PROBLEM STATEMENT »
Write out the data exactly from its first line onward, ending with the line in which "use super::chunk::FunctionProto;" appears.

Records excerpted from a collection
= Beginning of Section =

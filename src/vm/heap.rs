//! The object heap: an append-only arena addressed by `ObjPtr`.
//!
//! Objects are never moved or freed during a run, so a pointer handed out by
//! `alloc` stays valid for the lifetime of the heap. There is no collector.

use std::fmt;
use std::rc::Rc;

use crate::error::RuntimeError;
use crate::interop::HostObject;
use crate::span::Span;

use super::chunk::FunctionProto;
use super::upvalue::{Closure, ObjUpvalue};
use super::value::{ObjPtr, Table, Value};

/// Host callback behind a native function. Arguments arrive in push order.
pub type NativeFn = Rc<dyn Fn(&mut Heap, &[Value]) -> Result<Value, RuntimeError>>;

#[derive(Clone)]
pub struct NativeFunction {
    pub name: String,
    /// `None` accepts any argument count.
    pub arity: Option<usize>,
    pub func: NativeFn,
}

impl NativeFunction {
    pub fn new<F>(name: impl Into<String>, arity: Option<usize>, func: F) -> Self
    where
        F: Fn(&mut Heap, &[Value]) -> Result<Value, RuntimeError> + 'static,
    {
        Self {
            name: name.into(),
            arity,
            func: Rc::new(func),
        }
    }
}

impl fmt::Debug for NativeFunction {
    fn fmt(&self, f: &mut fmt::Formatter<'_>) -> fmt::Result {
        write!(f, "<native fn {}>", self.name)
    }
}

#[derive(Debug, Clone)]
pub struct Class {
    pub name: String,
    pub methods: Table,
}

impl Class {
    pub fn new(name: impl Into<String>) -> Self {
        Self {
            name: name.into(),
            methods: Table::default(),
        }
    }
}

#[derive(Debug, Clone)]
pub struct Instance {
    pub class: ObjPtr,
    pub fields: Table,
}

#[derive(Debug, Clone, Copy)]
pub struct BoundMethod {
    pub receiver: Value,
    pub method: ObjPtr,
}

/// Every kind of object that can live on the heap.
#[derive(Debug, Clone)]
pub enum Object {
    String(String),
    Function(Rc<FunctionProto>),
    Closure(Closure),
    Upvalue(ObjUpvalue),
    Class(Class),
    Instance(Instance),
    BoundMethod(BoundMethod),
    Native(NativeFunction),
    Host(HostObject),
}

impl Object {
    pub fn kind(&self) -> &'static str {
        match self {
            Object::String(_) => "string",
            Object::Function(_) => "function",
            Object::Closure(_) => "closure",
            Object::Upvalue(_) => "upvalue",
            Object::Class(_) => "class",
            Object::Instance(_) => "instance",
            Object::BoundMethod(_) => "bound method",
            Object::Native(_) => "native function",
            Object::Host(_) => "host object",
        }
    }
}

#[derive(Debug, Default)]
pub struct Heap {
    objects: Vec<Object>,
}

impl Heap {
    pub fn new() -> Self {
        Self::default()
    }

    pub fn alloc(&mut self, object: Object) -> ObjPtr {
        let ptr = ObjPtr(self.objects.len());
        self.objects.push(object);
        ptr
    }

    pub fn alloc_string(&mut self, text: impl Into<String>) -> Value {
        Value::Object(self.alloc(Object::String(text.into())))
    }

    pub fn len(&self) -> usize {
        self.objects.len()
    }

    pub fn is_empty(&self) -> bool {
        self.objects.is_empty()
    }

    pub fn get(&self, ptr: ObjPtr) -> Result<&Object, RuntimeError> {
        self.objects.get(ptr.0).ok_or_else(|| dangling(ptr))
    }

    pub fn get_mut(&mut self, ptr: ObjPtr) -> Result<&mut Object, RuntimeError> {
        self.objects.get_mut(ptr.0).ok_or_else(|| dangling(ptr))
    }

    /// The text of a string value, if it is one.
    pub fn as_str(&self, value: Value) -> Option<&str> {
        match value {
            Value::Object(ptr) => match self.objects.get(ptr.0) {
                Some(Object::String(s)) => Some(s),
                _ => None,
            },
            _ => None,
        }
    }

    pub fn class(&self, ptr: ObjPtr) -> Result<&Class, RuntimeError> {
        match self.get(ptr)? {
            Object::Class(class) => Ok(class),
            other => Err(wrong_kind("class", other)),
        }
    }

    pub fn instance(&self, ptr: ObjPtr) -> Result<&Instance, RuntimeError> {
        match self.get(ptr)? {
            Object::Instance(instance) => Ok(instance),
            other => Err(wrong_kind("instance", other)),
        }
    }

    pub fn closure(&self, ptr: ObjPtr) -> Result<&Closure, RuntimeError> {
        match self.get(ptr)? {
            Object::Closure(closure) => Ok(closure),
            other => Err(wrong_kind("closure", other)),
        }
    }

    /// Type name of a value for error messages, looking through object pointers.
    pub fn describe(&self, value: Value) -> &'static str {
        match value {
            Value::Object(ptr) => self.get(ptr).map(Object::kind).unwrap_or("object"),
            other => other.type_name(),
        }
    }

    /// Human-readable form of a value, as `print` shows it.
    pub fn render(&self, value: Value) -> String {
        match value {
            Value::Number(n) => format!("{}", n),
            Value::Bool(b) => b.to_string(),
            Value::Nil => "nil".to_string(),
            Value::Object(ptr) => match self.objects.get(ptr.0) {
                Some(object) => self.render_object(object),
                None => format!("<dangling {}>", ptr.0),
            },
        }
    }

    fn render_object(&self, object: &Object) -> String {
        match object {
            Object::String(s) => s.clone(),
            Object::Function(function) => render_function(function),
            Object::Closure(closure) => render_function(&closure.function),
            Object::Upvalue(_) => "upvalue".to_string(),
            Object::Class(class) => class.name.clone(),
            Object::Instance(instance) => match self.class(instance.class) {
                Ok(class) => format!("<{} instance>", class.name),
                Err(_) => "<instance>".to_string(),
            },
            Object::BoundMethod(bound) => self.render(Value::Object(bound.method)),
            Object::Native(native) => format!("<native fn {}>", native.name),
            Object::Host(host) => format!("<host {}>", host.type_name()),
        }
    }
}

fn render_function(function: &FunctionProto) -> String {
    if function.name.is_empty() {
        "<script>".to_string()
    } else {
        format!("<fn {}>", function.name)
    }
}

fn dangling(ptr: ObjPtr) -> RuntimeError {
    RuntimeError::invalid_heap_access(format!("no object at heap index {}", ptr.0), Span::default())
}

fn wrong_kind(expected: &str, found: &Object) -> RuntimeError {
    RuntimeError::invalid_heap_access(
        format!("expected {} but found {}", expected, found.kind()),
        Span::default(),
    )
}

= End of Section =

ANSWER SPACE »
filename src/vm/heap.rs
//! The object heap: an append-only arena addressed by `ObjPtr`.
//!
//! Objects are never moved or freed during a run, so a pointer handed out by
//! `alloc` stays valid for the lifetime of the heap. There is no collector.

use std::fmt;
use std::rc::Rc;

use crate::error::RuntimeError;
use crate::interop::HostObject;
use crate::span::Span;

use super::chunk::FunctionProto;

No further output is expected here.